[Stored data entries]
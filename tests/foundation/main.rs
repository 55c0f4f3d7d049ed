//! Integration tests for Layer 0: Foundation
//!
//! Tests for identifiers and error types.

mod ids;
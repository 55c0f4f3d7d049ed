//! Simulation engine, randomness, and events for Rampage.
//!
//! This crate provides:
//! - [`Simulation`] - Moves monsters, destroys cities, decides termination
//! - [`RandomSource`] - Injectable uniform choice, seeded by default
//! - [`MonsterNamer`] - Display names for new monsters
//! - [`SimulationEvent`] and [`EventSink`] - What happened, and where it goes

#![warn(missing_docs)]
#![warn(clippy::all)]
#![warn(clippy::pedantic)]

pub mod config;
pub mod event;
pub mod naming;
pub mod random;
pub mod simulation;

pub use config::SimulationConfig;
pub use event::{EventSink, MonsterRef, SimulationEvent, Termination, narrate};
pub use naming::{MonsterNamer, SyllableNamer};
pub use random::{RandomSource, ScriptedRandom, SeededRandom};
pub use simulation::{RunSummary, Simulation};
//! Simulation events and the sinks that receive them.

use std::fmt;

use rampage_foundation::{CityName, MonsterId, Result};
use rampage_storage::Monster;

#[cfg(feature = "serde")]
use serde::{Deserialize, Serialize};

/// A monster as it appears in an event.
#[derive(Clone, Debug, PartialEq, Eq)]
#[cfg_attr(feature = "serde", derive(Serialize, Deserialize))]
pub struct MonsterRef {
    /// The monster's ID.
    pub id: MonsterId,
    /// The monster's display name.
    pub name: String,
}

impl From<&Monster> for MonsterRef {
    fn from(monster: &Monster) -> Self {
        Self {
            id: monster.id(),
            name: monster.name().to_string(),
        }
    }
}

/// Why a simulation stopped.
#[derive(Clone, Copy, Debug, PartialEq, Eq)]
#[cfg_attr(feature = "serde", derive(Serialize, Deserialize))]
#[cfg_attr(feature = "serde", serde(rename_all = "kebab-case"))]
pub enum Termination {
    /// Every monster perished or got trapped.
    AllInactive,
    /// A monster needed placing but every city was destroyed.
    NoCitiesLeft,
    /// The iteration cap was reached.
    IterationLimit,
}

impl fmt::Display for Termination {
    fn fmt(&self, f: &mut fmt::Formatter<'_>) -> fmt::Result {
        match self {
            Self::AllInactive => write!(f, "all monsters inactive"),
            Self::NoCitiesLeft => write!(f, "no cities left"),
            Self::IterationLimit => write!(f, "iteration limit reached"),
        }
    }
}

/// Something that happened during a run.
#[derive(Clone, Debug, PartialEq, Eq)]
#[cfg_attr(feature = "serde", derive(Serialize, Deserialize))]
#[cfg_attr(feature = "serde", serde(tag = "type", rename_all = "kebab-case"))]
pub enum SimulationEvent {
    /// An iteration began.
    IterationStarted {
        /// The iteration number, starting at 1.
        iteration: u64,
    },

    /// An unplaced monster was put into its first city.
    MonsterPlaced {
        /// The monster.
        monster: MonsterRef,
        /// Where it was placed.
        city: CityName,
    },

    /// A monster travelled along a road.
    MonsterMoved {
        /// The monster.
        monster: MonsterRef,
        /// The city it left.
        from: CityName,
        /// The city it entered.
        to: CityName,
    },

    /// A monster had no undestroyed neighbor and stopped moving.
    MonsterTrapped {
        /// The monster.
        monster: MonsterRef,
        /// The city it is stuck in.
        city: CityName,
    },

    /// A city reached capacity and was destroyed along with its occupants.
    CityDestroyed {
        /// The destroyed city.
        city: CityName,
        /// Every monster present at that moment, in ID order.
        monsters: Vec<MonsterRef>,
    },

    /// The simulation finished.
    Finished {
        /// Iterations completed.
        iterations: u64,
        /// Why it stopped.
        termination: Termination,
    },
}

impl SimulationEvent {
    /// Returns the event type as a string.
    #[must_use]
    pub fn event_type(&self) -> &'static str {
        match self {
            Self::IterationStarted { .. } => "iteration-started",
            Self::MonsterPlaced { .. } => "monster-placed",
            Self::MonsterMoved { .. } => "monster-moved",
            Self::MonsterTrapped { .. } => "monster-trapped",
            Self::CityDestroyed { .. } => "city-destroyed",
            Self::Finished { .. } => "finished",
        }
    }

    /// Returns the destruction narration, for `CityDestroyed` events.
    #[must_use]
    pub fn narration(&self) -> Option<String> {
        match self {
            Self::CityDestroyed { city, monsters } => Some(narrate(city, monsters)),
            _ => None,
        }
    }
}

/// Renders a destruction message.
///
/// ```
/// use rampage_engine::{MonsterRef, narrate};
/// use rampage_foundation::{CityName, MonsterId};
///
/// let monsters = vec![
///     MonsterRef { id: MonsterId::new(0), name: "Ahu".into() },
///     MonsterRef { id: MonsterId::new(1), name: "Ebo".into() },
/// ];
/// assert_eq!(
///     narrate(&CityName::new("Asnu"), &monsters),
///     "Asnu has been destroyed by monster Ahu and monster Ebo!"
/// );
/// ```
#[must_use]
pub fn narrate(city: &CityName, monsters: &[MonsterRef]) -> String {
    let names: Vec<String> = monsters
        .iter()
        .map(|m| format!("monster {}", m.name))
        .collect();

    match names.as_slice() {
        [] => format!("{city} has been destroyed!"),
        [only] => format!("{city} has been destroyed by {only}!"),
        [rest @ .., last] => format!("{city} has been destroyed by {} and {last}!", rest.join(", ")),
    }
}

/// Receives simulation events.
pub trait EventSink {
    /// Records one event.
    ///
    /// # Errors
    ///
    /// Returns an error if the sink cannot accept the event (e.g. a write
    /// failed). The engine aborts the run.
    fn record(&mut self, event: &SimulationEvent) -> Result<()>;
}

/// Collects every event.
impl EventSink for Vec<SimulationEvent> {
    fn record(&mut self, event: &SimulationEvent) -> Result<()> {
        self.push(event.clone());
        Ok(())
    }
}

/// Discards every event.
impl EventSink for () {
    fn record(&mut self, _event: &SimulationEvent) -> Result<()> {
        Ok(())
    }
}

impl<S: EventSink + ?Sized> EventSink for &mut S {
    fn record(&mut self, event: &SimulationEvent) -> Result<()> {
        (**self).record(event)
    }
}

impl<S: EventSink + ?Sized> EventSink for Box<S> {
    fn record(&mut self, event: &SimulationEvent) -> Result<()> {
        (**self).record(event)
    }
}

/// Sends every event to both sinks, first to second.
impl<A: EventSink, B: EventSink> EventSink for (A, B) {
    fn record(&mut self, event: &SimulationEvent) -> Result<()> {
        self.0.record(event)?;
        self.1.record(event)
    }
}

*Activity*. Reproduce each of the entries exactly, omitting none.

*Response to this task*.
filename tests/foundation/main.rs
repository 55c0f4f3d7d049ed
//! Integration tests for Layer 0: Foundation
//!
//! Tests for identifiers and error types.

mod ids;
repository 55c0f4f3d7d049ed
//! Simulation engine, randomness, and events for Rampage.
//!
//! This crate provides:
//! - [`Simulation`] - Moves monsters, destroys cities, decides termination
//! - [`RandomSource`] - Injectable uniform choice, seeded by default
//! - [`MonsterNamer`] - Display names for new monsters
//! - [`SimulationEvent`] and [`EventSink`] - What happened, and where it goes

#![warn(missing_docs)]
#![warn(clippy::all)]
#![warn(clippy::pedantic)]

pub mod config;
pub mod event;
pub mod naming;
pub mod random;
pub mod simulation;

pub use config::SimulationConfig;
pub use event::{EventSink, MonsterRef, SimulationEvent, Termination, narrate};
pub use naming::{MonsterNamer, SyllableNamer};
pub use random::{RandomSource, ScriptedRandom, SeededRandom};
pub use simulation::{RunSummary, Simulation};
//! Simulation events and the sinks that receive them.

use std::fmt;

use rampage_foundation::{CityName, MonsterId, Result};
use rampage_storage::Monster;

#[cfg(feature = "serde")]
use serde::{Deserialize, Serialize};

/// A monster as it appears in an event.
#[derive(Clone, Debug, PartialEq, Eq)]
#[cfg_attr(feature = "serde", derive(Serialize, Deserialize))]
pub struct MonsterRef {
    /// The monster's ID.
    pub id: MonsterId,
    /// The monster's display name.
    pub name: String,
}

impl From<&Monster> for MonsterRef {
    fn from(monster: &Monster) -> Self {
        Self {
            id: monster.id(),
            name: monster.name().to_string(),
        }
    }
}

/// Why a simulation stopped.
#[derive(Clone, Copy, Debug, PartialEq, Eq)]
#[cfg_attr(feature = "serde", derive(Serialize, Deserialize))]
#[cfg_attr(feature = "serde", serde(rename_all = "kebab-case"))]
pub enum Termination {
    /// Every monster perished or got trapped.
    AllInactive,
    /// A monster needed placing but every city was destroyed.
    NoCitiesLeft,
    /// The iteration cap was reached.
    IterationLimit,
}

impl fmt::Display for Termination {
    fn fmt(&self, f: &mut fmt::Formatter<'_>) -> fmt::Result {
        match self {
            Self::AllInactive => write!(f, "all monsters inactive"),
            Self::NoCitiesLeft => write!(f, "no cities left"),
            Self::IterationLimit => write!(f, "iteration limit reached"),
        }
    }
}

/// Something that happened during a run.
#[derive(Clone, Debug, PartialEq, Eq)]
#[cfg_attr(feature = "serde", derive(Serialize, Deserialize))]
#[cfg_attr(feature = "serde", serde(tag = "type", rename_all = "kebab-case"))]
pub enum SimulationEvent {
    /// An iteration began.
    IterationStarted {
        /// The iteration number, starting at 1.
        iteration: u64,
    },

    /// An unplaced monster was put into its first city.
    MonsterPlaced {
        /// The monster.
        monster: MonsterRef,
        /// Where it was placed.
        city: CityName,
    },

    /// A monster travelled along a road.
    MonsterMoved {
        /// The monster.
        monster: MonsterRef,
        /// The city it left.
        from: CityName,
        /// The city it entered.
        to: CityName,
    },

    /// A monster had no undestroyed neighbor and stopped moving.
    MonsterTrapped {
        /// The monster.
        monster: MonsterRef,
        /// The city it is stuck in.
        city: CityName,
    },

    /// A city reached capacity and was destroyed along with its occupants.
    CityDestroyed {
        /// The destroyed city.
        city: CityName,
        /// Every monster present at that moment, in ID order.
        monsters: Vec<MonsterRef>,
    },

    /// The simulation finished.
    Finished {
        /// Iterations completed.
        iterations: u64,
        /// Why it stopped.
        termination: Termination,
    },
}

impl SimulationEvent {
    /// Returns the event type as a string.
    #[must_use]
    pub fn event_type(&self) -> &'static str {
        match self {
            Self::IterationStarted { .. } => "iteration-started",
            Self::MonsterPlaced { .. } => "monster-placed",
            Self::MonsterMoved { .. } => "monster-moved",
            Self::MonsterTrapped { .. } => "monster-trapped",
            Self::CityDestroyed { .. } => "city-destroyed",
            Self::Finished { .. } => "finished",
        }
    }

    /// Returns the destruction narration, for `CityDestroyed` events.
    #[must_use]
    pub fn narration(&self) -> Option<String> {
        match self {
            Self::CityDestroyed { city, monsters } => Some(narrate(city, monsters)),
            _ => None,
        }
    }
}

/// Renders a destruction message.
///
/// ```
/// use rampage_engine::{MonsterRef, narrate};
/// use rampage_foundation::{CityName, MonsterId};
///
/// let monsters = vec![
///     MonsterRef { id: MonsterId::new(0), name: "Ahu".into() },
///     MonsterRef { id: MonsterId::new(1), name: "Ebo".into() },
/// ];
/// assert_eq!(
///     narrate(&CityName::new("Asnu"), &monsters),
///     "Asnu has been destroyed by monster Ahu and monster Ebo!"
/// );
/// ```
#[must_use]
pub fn narrate(city: &CityName, monsters: &[MonsterRef]) -> String {
    let names: Vec<String> = monsters
        .iter()
        .map(|m| format!("monster {}", m.name))
        .collect();

    match names.as_slice() {
        [] => format!("{city} has been destroyed!"),
        [only] => format!("{city} has been destroyed by {only}!"),
        [rest @ .., last] => format!("{city} has been destroyed by {} and {last}!", rest.join(", ")),
    }
}

/// Receives simulation events.
pub trait EventSink {
    /// Records one event.
    ///
    /// # Errors
    ///
    /// Returns an error if the sink cannot accept the event (e.g. a write
    /// failed). The engine aborts the run.
    fn record(&mut self, event: &SimulationEvent) -> Result<()>;
}

/// Collects every event.
impl EventSink for Vec<SimulationEvent> {
    fn record(&mut self, event: &SimulationEvent) -> Result<()> {
        self.push(event.clone());
        Ok(())
    }
}

/// Discards every event.
impl EventSink for () {
    fn record(&mut self, _event: &SimulationEvent) -> Result<()> {
        Ok(())
    }
}

impl<S: EventSink + ?Sized> EventSink for &mut S {
    fn record(&mut self, event: &SimulationEvent) -> Result<()> {
        (**self).record(event)
    }
}

impl<S: EventSink + ?Sized> EventSink for Box<S> {
    fn record(&mut self, event: &SimulationEvent) -> Result<()> {
        (**self).record(event)
    }
}

/// Sends every event to both sinks, first to second.
impl<A: EventSink, B: EventSink> EventSink for (A, B) {
    fn record(&mut self, event: &SimulationEvent) -> Result<()> {
        self.0.record(event)?;
        self.1.record(event)
    }
}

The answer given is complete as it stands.